Thursday, July 2, 2009

Retrieving Client Browser's Culture in ASP.NET

I fall in a couple of situations where I needed to get the client’s culture from the server side in an ASP.NET application. I googled this and found only client side solutions, but I knew there was some way to get this information because the ASP.NET framework supports client based culture (through the UI Culture = "Auto" in the page attributes and the globalization section in the web.config). The only way I thought of getting the client culture was from the Request object.

After examining the HTTP Headers collection I found the Accept-Language header. It contains information about the user's preferred languages.
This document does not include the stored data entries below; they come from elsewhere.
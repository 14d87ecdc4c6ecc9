//! Multi-provider sync orchestration.
//!
//! [`SyncManager`] runs every enabled [`SyncProvider`] one after the other and
//! collects their results. A provider that fails, or even panics, only marks
//! its own entry in the [`SyncSummary`]; the remaining providers still run.

use std::panic::AssertUnwindSafe;
use std::sync::Arc;

use chrono::{DateTime, Utc};
use futures_util::FutureExt;
use serde::Serialize;
use taskcal_core::{Provider, Service, SyncResult};
use taskcal_providers::SyncProvider;
use tracing::{debug, error, info, warn};

use crate::error::{ManagerResult, SyncError};

/// Result of one provider within a pass.
#[derive(Debug, Clone, PartialEq, Eq, Serialize)]
#[serde(rename_all = "camelCase")]
pub struct ProviderOutcome {
    /// Provider name, e.g. `google-tasks`.
    pub name: String,
    /// Provider key.
    pub provider: Provider,
    /// Synchronized service.
    pub service: Service,
    /// What the provider reported.
    pub result: SyncResult,
}

/// Aggregated result of a sync pass.
#[derive(Debug, Clone, PartialEq, Eq, Serialize)]
#[serde(rename_all = "camelCase")]
pub struct SyncSummary {
    /// One entry per provider that ran.
    pub outcomes: Vec<ProviderOutcome>,
    /// When the pass started.
    pub started_at: DateTime<Utc>,
    /// When the pass finished.
    pub finished_at: DateTime<Utc>,
}

impl SyncSummary {
    /// Returns every provider's result folded into one.
    pub fn total(&self) -> SyncResult {
        let mut total = SyncResult::ok(0);
        for outcome in &self.outcomes {
            total.merge(outcome.result.clone());
        }
        total
    }

    /// Returns true if no provider ran.
    pub fn is_empty(&self) -> bool {
        self.outcomes.is_empty()
    }

    /// Returns true if at least one provider ran and none succeeded.
    pub fn all_failed(&self) -> bool {
        !self.outcomes.is_empty() && self.outcomes.iter().all(|o| !o.result.success)
    }

    /// Returns the outcomes that reported errors.
    pub fn failures(&self) -> impl Iterator<Item = &ProviderOutcome> {
        self.outcomes.iter().filter(|o| !o.result.success)
    }
}

/// Runs registered sync providers.
#[derive(Default)]
pub struct SyncManager {
    providers: Vec<Arc<dyn SyncProvider>>,
}

impl std::fmt::Debug for SyncManager {
    fn fmt(&self, f: &mut std::fmt::Formatter<'_>) -> std::fmt::Result {
        f.debug_struct("SyncManager")
            .field(
                "providers",
                &self.providers.iter().map(|p| p.name()).collect::<Vec<_>>(),
            )
            .finish()
    }
}

impl SyncManager {
    /// Creates a manager with no providers.
    pub fn new() -> Self {
        Self::default()
    }

    /// Registers a provider; names must be unique.
    pub fn register(&mut self, provider: Arc<dyn SyncProvider>) -> ManagerResult<()> {
        if self.find(provider.name()).is_some() {
            return Err(SyncError::DuplicateProvider {
                name: provider.name().to_string(),
            });
        }
        debug!(name = provider.name(), "registered sync provider");
        self.providers.push(provider);
        Ok(())
    }

    /// Builder variant of [`register`](Self::register).
    pub fn with_provider(mut self, provider: Arc<dyn SyncProvider>) -> ManagerResult<Self> {
        self.register(provider)?;
        Ok(self)
    }

    /// Returns the registered providers in registration order.
    pub fn providers(&self) -> &[Arc<dyn SyncProvider>] {
        &self.providers
    }

    /// Returns the providers that take part in the next pass.
    pub fn enabled(&self) -> impl Iterator<Item = &Arc<dyn SyncProvider>> {
        self.providers.iter().filter(|p| p.is_enabled())
    }

    fn find(&self, name: &str) -> Option<&Arc<dyn SyncProvider>> {
        self.providers.iter().find(|p| p.name() == name)
    }

    /// Syncs every enabled provider and aggregates the results.
    pub async fn sync_all(&self) -> SyncSummary {
        let started_at = Utc::now();
        let mut outcomes = Vec::new();

        for provider in self.enabled() {
            outcomes.push(run_isolated(provider.as_ref()).await);
        }

        let summary = SyncSummary {
            outcomes,
            started_at,
            finished_at: Utc::now(),
        };
        let total = summary.total();
        info!(
            providers = summary.outcomes.len(),
            synced = total.synced_count,
            errors = total.errors.len(),
            "sync pass complete"
        );
        summary
    }

    /// Syncs one provider by name, whether or not it is enabled.
    pub async fn sync_one(&self, name: &str) -> ManagerResult<ProviderOutcome> {
        let provider = self
            .find(name)
            .ok_or_else(|| SyncError::unknown_provider(name))?;
        Ok(run_isolated(provider.as_ref()).await)
    }

    /// Syncs the enabled providers of one provider key.
    pub async fn sync_provider(&self, key: Provider) -> SyncSummary {
        let started_at = Utc::now();
        let mut outcomes = Vec::new();
        for provider in self.enabled().filter(|p| p.provider() == key) {
            outcomes.push(run_isolated(provider.as_ref()).await);
        }
        SyncSummary {
            outcomes,
            started_at,
            finished_at: Utc::now(),
        }
    }
}

async fn run_isolated(provider: &dyn SyncProvider) -> ProviderOutcome {
    let name = provider.name().to_string();
    debug!(%name, "syncing provider");

    let result = match AssertUnwindSafe(provider.sync()).catch_unwind().await {
        Ok(result) => result,
        Err(_) => {
            error!(%name, "sync provider panicked");
            SyncResult::failed(format!("{} panicked during sync", name))
        }
    };

    if !result.success {
        warn!(%name, errors = ?result.errors, "provider reported errors");
    }

    ProviderOutcome {
        name,
        provider: provider.provider(),
        service: provider.service(),
        result,
    }
}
This is a sample Accept-Language header:

Accept-Language
bg-BG,en-US;q=0.7,ar-BH;q=0.3

The languages are explicitly defined in the browser and their order is determined. You are probably wondering what this q-thing means. According to the RFC 3282 (Content Language Headers) it specifies the language quality or in other words the language priority set in the client's browser. In the example above bg-BG (Bulgarian (Bulgaria) has highest priority then en-US (English (United States)) and the last preferred language is ar-BH (Arabic (Bahrain)).

The Accept-Language header lists all languages set in the browser in a comma separated list which makes it easy to extract each language.

From ASP.NET you can access this header using the Headers collection in the Request object - Request.Headers["Accept-Language"]. Then you can process it the way you like.

Also instead of using Request.Headers["Accept-Language"] you can simply use the HttpRequest.UserLanguages to get a sorted string array of client language preferences.